Task inputs =>
#[derive(Debug, Subcommand)]
enum Command {
    /// Регистрация пользователя.
    Register {
        #[arg(long)]
        name: String,
        #[arg(long)]
        email: String,
        #[arg(long)]
        password: String,
        /// Повтор пароля; по умолчанию совпадает с `--password`.
        #[arg(long)]
        password_confirmation: Option<String>,
    },
    /// Вход пользователя.
    Login {
        #[arg(long)]
        email: String,
        #[arg(long)]
        password: String,
    },
    /// Выход и очистка сохранённой сессии.
    Logout,
    /// Текущий пользователь.
    Whoami,
    /// Лента постов.
    List {
        /// Сколько страниц загрузить.
        #[arg(long, default_value_t = 1)]
        pages: u32,
        /// Загрузить все страницы.
        #[arg(long)]
        all: bool,
        #[arg(long)]
        per_page: Option<u32>,
        #[arg(long)]
        category: Option<String>,
        #[arg(long, value_enum)]
        sort_by: Option<SortArg>,
        #[arg(long, value_enum, default_value_t = OrderArg::Desc)]
        order: OrderArg,
    },
    /// Получение поста по id.
    Get {
        #[arg(long)]
        id: i64,
    },
    /// Создание поста (требует входа).
    Create {
        #[arg(long)]
        title: String,
        #[arg(long)]
        content: String,
        #[arg(long)]
        category: String,
        /// Путь к изображению.
        #[arg(long)]
        image: Option<PathBuf>,
    },
    /// Обновление поста (требует входа).
    ///
    /// Не указанные поля берутся из текущей версии поста.
    Update {
        #[arg(long)]
        id: i64,
        #[arg(long)]
        title: Option<String>,
        #[arg(long)]
        content: Option<String>,
        #[arg(long)]
        category: Option<String>,
        #[arg(long)]
        image: Option<PathBuf>,
    },
    /// Удаление поста (требует входа).
    Delete {
        #[arg(long)]
        id: i64,
    },
    /// Популярные посты.
    Trending,
    /// Избранные посты.
    Featured,
    /// Переключить отметку «избранное» (администратор).
    Feature {
        #[arg(long)]
        id: i64,
    },
    /// Комментарии поста.
    Comments {
        #[arg(long)]
        post_id: i64,
        /// Загрузить все страницы.
        #[arg(long)]
        all: bool,
    },
    /// Добавить комментарий.
    Comment {
        #[arg(long)]
        post_id: i64,
        #[arg(long)]
        content: String,
    },
    /// Изменить комментарий.
    EditComment {
        #[arg(long)]
        post_id: i64,
        #[arg(long)]
        comment_id: i64,
        #[arg(long)]
        content: String,
    },
    /// Удалить комментарий.
    DeleteComment {
        #[arg(long)]
        post_id: i64,
        #[arg(long)]
        comment_id: i64,
    },
    /// Поставить или снять лайк.
    Like {
        #[arg(long)]
        post_id: i64,
    },
    /// Статистика личного кабинета или админской панели.
    Dashboard {
        #[arg(long)]
        admin: bool,
    },
}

Goal of the exercise => Word for word, copy all of the listing above.

Task output =>
#[derive(Debug, Subcommand)]
enum Command {
    /// Регистрация пользователя.
    Register {
        #[arg(long)]
        name: String,
        #[arg(long)]
        email: String,
        #[arg(long)]
        password: String,
        /// Повтор пароля; по умолчанию совпадает с `--password`.
        #[arg(long)]
        password_confirmation: Option<String>,
    },
    /// Вход пользователя.
    Login {
        #[arg(long)]
        email: String,
        #[arg(long)]
        password: String,
    },
    /// Выход и очистка сохранённой сессии.
    Logout,
    /// Текущий пользователь.
    Whoami,
    /// Лента постов.
    List {
        /// Сколько страниц загрузить.
        #[arg(long, default_value_t = 1)]
        pages: u32,
        /// Загрузить все страницы.
        #[arg(long)]
        all: bool,
        #[arg(long)]
        per_page: Option<u32>,
        #[arg(long)]
        category: Option<String>,
        #[arg(long, value_enum)]
        sort_by: Option<SortArg>,
        #[arg(long, value_enum, default_value_t = OrderArg::Desc)]
        order: OrderArg,
    },
    /// Получение поста по id.
    Get {
        #[arg(long)]
        id: i64,
    },
    /// Создание поста (требует входа).
    Create {
        #[arg(long)]
        title: String,
        #[arg(long)]
        content: String,
        #[arg(long)]
        category: String,
        /// Путь к изображению.
        #[arg(long)]
        image: Option<PathBuf>,
    },
    /// Обновление поста (требует входа).
    ///
    /// Не указанные поля берутся из текущей версии поста.
    Update {
        #[arg(long)]
        id: i64,
        #[arg(long)]
        title: Option<String>,
        #[arg(long)]
        content: Option<String>,
        #[arg(long)]
        category: Option<String>,
        #[arg(long)]
        image: Option<PathBuf>,
    },
    /// Удаление поста (требует входа).
    Delete {
        #[arg(long)]
        id: i64,
    },
    /// Популярные посты.
    Trending,
    /// Избранные посты.
    Featured,
    /// Переключить отметку «избранное» (администратор).
    Feature {
        #[arg(long)]
        id: i64,
    },
    /// Комментарии поста.
    Comments {
        #[arg(long)]
        post_id: i64,
        /// Загрузить все страницы.
        #[arg(long)]
        all: bool,
    },
    /// Добавить комментарий.
    Comment {
        #[arg(long)]
        post_id: i64,
        #[arg(long)]
        content: String,
    },
    /// Изменить комментарий.
    EditComment {
        #[arg(long)]
        post_id: i64,
        #[arg(long)]
        comment_id: i64,
        #[arg(long)]
        content: String,
    },
    /// Удалить комментарий.
    DeleteComment {
        #[arg(long)]
        post_id: i64,
        #[arg(long)]
        comment_id: i64,
    },
    /// Поставить или снять лайк.
    Like {
        #[arg(long)]
        post_id: i64,
    },
    /// Статистика личного кабинета или админской панели.
    Dashboard {
        #[arg(long)]
        admin: bool,
    },
}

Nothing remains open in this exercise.